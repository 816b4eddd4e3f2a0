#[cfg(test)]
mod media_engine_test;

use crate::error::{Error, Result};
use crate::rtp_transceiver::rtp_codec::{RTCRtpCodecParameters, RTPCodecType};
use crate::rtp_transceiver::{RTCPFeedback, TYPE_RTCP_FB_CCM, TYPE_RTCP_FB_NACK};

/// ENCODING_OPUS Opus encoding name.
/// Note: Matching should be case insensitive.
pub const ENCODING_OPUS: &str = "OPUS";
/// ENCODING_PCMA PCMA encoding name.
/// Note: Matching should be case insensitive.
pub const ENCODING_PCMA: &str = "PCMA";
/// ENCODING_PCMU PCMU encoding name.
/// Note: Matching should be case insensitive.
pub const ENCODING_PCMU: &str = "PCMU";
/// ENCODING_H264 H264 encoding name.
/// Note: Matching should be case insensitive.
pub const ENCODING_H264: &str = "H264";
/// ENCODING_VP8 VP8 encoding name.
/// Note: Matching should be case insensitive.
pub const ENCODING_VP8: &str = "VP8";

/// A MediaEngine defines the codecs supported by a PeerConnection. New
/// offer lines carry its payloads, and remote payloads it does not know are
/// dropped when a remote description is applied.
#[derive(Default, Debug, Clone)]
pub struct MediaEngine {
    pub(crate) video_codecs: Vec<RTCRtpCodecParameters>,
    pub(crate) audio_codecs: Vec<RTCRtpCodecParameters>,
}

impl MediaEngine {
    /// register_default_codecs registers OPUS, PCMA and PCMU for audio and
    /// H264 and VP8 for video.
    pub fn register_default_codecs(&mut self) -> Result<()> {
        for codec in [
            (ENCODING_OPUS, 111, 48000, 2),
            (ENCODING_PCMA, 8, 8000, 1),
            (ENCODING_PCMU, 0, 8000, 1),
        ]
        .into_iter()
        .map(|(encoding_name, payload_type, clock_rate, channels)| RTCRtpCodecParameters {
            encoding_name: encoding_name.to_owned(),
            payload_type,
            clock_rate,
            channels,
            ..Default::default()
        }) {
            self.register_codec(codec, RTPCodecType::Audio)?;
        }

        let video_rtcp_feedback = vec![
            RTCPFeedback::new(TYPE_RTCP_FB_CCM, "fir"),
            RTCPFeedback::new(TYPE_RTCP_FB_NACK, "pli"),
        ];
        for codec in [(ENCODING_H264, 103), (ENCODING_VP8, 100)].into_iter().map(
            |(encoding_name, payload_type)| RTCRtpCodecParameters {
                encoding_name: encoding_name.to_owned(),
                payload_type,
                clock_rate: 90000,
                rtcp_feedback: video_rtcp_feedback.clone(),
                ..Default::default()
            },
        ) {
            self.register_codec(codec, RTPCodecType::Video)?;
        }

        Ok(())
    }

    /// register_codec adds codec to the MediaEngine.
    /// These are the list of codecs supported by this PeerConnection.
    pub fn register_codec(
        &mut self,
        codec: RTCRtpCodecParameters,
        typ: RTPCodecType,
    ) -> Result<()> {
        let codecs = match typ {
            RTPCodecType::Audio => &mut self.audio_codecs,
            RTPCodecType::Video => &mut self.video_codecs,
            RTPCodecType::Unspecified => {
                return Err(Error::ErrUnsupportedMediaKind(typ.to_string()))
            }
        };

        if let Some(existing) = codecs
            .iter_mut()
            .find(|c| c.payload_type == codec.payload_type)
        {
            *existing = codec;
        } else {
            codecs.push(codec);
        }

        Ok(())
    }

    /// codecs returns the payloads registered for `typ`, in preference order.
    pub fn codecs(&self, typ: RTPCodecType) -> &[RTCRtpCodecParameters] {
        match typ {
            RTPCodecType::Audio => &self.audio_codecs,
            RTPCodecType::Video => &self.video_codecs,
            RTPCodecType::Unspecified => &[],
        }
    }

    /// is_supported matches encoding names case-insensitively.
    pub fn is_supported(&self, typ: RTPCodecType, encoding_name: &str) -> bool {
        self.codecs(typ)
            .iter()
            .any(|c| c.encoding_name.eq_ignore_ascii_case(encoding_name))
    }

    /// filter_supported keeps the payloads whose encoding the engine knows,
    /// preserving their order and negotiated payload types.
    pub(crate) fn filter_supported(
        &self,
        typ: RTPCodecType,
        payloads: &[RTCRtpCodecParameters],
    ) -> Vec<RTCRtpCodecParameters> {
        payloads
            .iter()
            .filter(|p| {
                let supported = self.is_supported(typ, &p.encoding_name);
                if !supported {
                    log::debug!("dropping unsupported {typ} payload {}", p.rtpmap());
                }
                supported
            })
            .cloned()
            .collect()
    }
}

────

:: Exercise instructions ::
The records above are to be written out again word for word.

:: Task output ::
repository 816b4eddd4e3f2a0
#[cfg(test)]
mod media_engine_test;

use crate::error::{Error, Result};
use crate::rtp_transceiver::rtp_codec::{RTCRtpCodecParameters, RTPCodecType};
use crate::rtp_transceiver::{RTCPFeedback, TYPE_RTCP_FB_CCM, TYPE_RTCP_FB_NACK};

/// ENCODING_OPUS Opus encoding name.
/// Note: Matching should be case insensitive.
pub const ENCODING_OPUS: &str = "OPUS";
/// ENCODING_PCMA PCMA encoding name.
/// Note: Matching should be case insensitive.
pub const ENCODING_PCMA: &str = "PCMA";
/// ENCODING_PCMU PCMU encoding name.
/// Note: Matching should be case insensitive.
pub const ENCODING_PCMU: &str = "PCMU";
/// ENCODING_H264 H264 encoding name.
/// Note: Matching should be case insensitive.
pub const ENCODING_H264: &str = "H264";
/// ENCODING_VP8 VP8 encoding name.
/// Note: Matching should be case insensitive.
pub const ENCODING_VP8: &str = "VP8";

/// A MediaEngine defines the codecs supported by a PeerConnection. New
/// offer lines carry its payloads, and remote payloads it does not know are
/// dropped when a remote description is applied.
#[derive(Default, Debug, Clone)]
pub struct MediaEngine {
    pub(crate) video_codecs: Vec<RTCRtpCodecParameters>,
    pub(crate) audio_codecs: Vec<RTCRtpCodecParameters>,
}

impl MediaEngine {
    /// register_default_codecs registers OPUS, PCMA and PCMU for audio and
    /// H264 and VP8 for video.
    pub fn register_default_codecs(&mut self) -> Result<()> {
        for codec in [
            (ENCODING_OPUS, 111, 48000, 2),
            (ENCODING_PCMA, 8, 8000, 1),
            (ENCODING_PCMU, 0, 8000, 1),
        ]
        .into_iter()
        .map(|(encoding_name, payload_type, clock_rate, channels)| RTCRtpCodecParameters {
            encoding_name: encoding_name.to_owned(),
            payload_type,
            clock_rate,
            channels,
            ..Default::default()
        }) {
            self.register_codec(codec, RTPCodecType::Audio)?;
        }

        let video_rtcp_feedback = vec![
            RTCPFeedback::new(TYPE_RTCP_FB_CCM, "fir"),
            RTCPFeedback::new(TYPE_RTCP_FB_NACK, "pli"),
        ];
        for codec in [(ENCODING_H264, 103), (ENCODING_VP8, 100)].into_iter().map(
            |(encoding_name, payload_type)| RTCRtpCodecParameters {
                encoding_name: encoding_name.to_owned(),
                payload_type,
                clock_rate: 90000,
                rtcp_feedback: video_rtcp_feedback.clone(),
                ..Default::default()
            },
        ) {
            self.register_codec(codec, RTPCodecType::Video)?;
        }

        Ok(())
    }

    /// register_codec adds codec to the MediaEngine.
    /// These are the list of codecs supported by this PeerConnection.
    pub fn register_codec(
        &mut self,
        codec: RTCRtpCodecParameters,
        typ: RTPCodecType,
    ) -> Result<()> {
        let codecs = match typ {
            RTPCodecType::Audio => &mut self.audio_codecs,
            RTPCodecType::Video => &mut self.video_codecs,
            RTPCodecType::Unspecified => {
                return Err(Error::ErrUnsupportedMediaKind(typ.to_string()))
            }
        };

        if let Some(existing) = codecs
            .iter_mut()
            .find(|c| c.payload_type == codec.payload_type)
        {
            *existing = codec;
        } else {
            codecs.push(codec);
        }

        Ok(())
    }

    /// codecs returns the payloads registered for `typ`, in preference order.
    pub fn codecs(&self, typ: RTPCodecType) -> &[RTCRtpCodecParameters] {
        match typ {
            RTPCodecType::Audio => &self.audio_codecs,
            RTPCodecType::Video => &self.video_codecs,
            RTPCodecType::Unspecified => &[],
        }
    }

    /// is_supported matches encoding names case-insensitively.
    pub fn is_supported(&self, typ: RTPCodecType, encoding_name: &str) -> bool {
        self.codecs(typ)
            .iter()
            .any(|c| c.encoding_name.eq_ignore_ascii_case(encoding_name))
    }

    /// filter_supported keeps the payloads whose encoding the engine knows,
    /// preserving their order and negotiated payload types.
    pub(crate) fn filter_supported(
        &self,
        typ: RTPCodecType,
        payloads: &[RTCRtpCodecParameters],
    ) -> Vec<RTCRtpCodecParameters> {
        payloads
            .iter()
            .filter(|p| {
                let supported = self.is_supported(typ, &p.encoding_name);
                if !supported {
                    log::debug!("dropping unsupported {typ} payload {}", p.rtpmap());
                }
                supported
            })
            .cloned()
            .collect()
    }
}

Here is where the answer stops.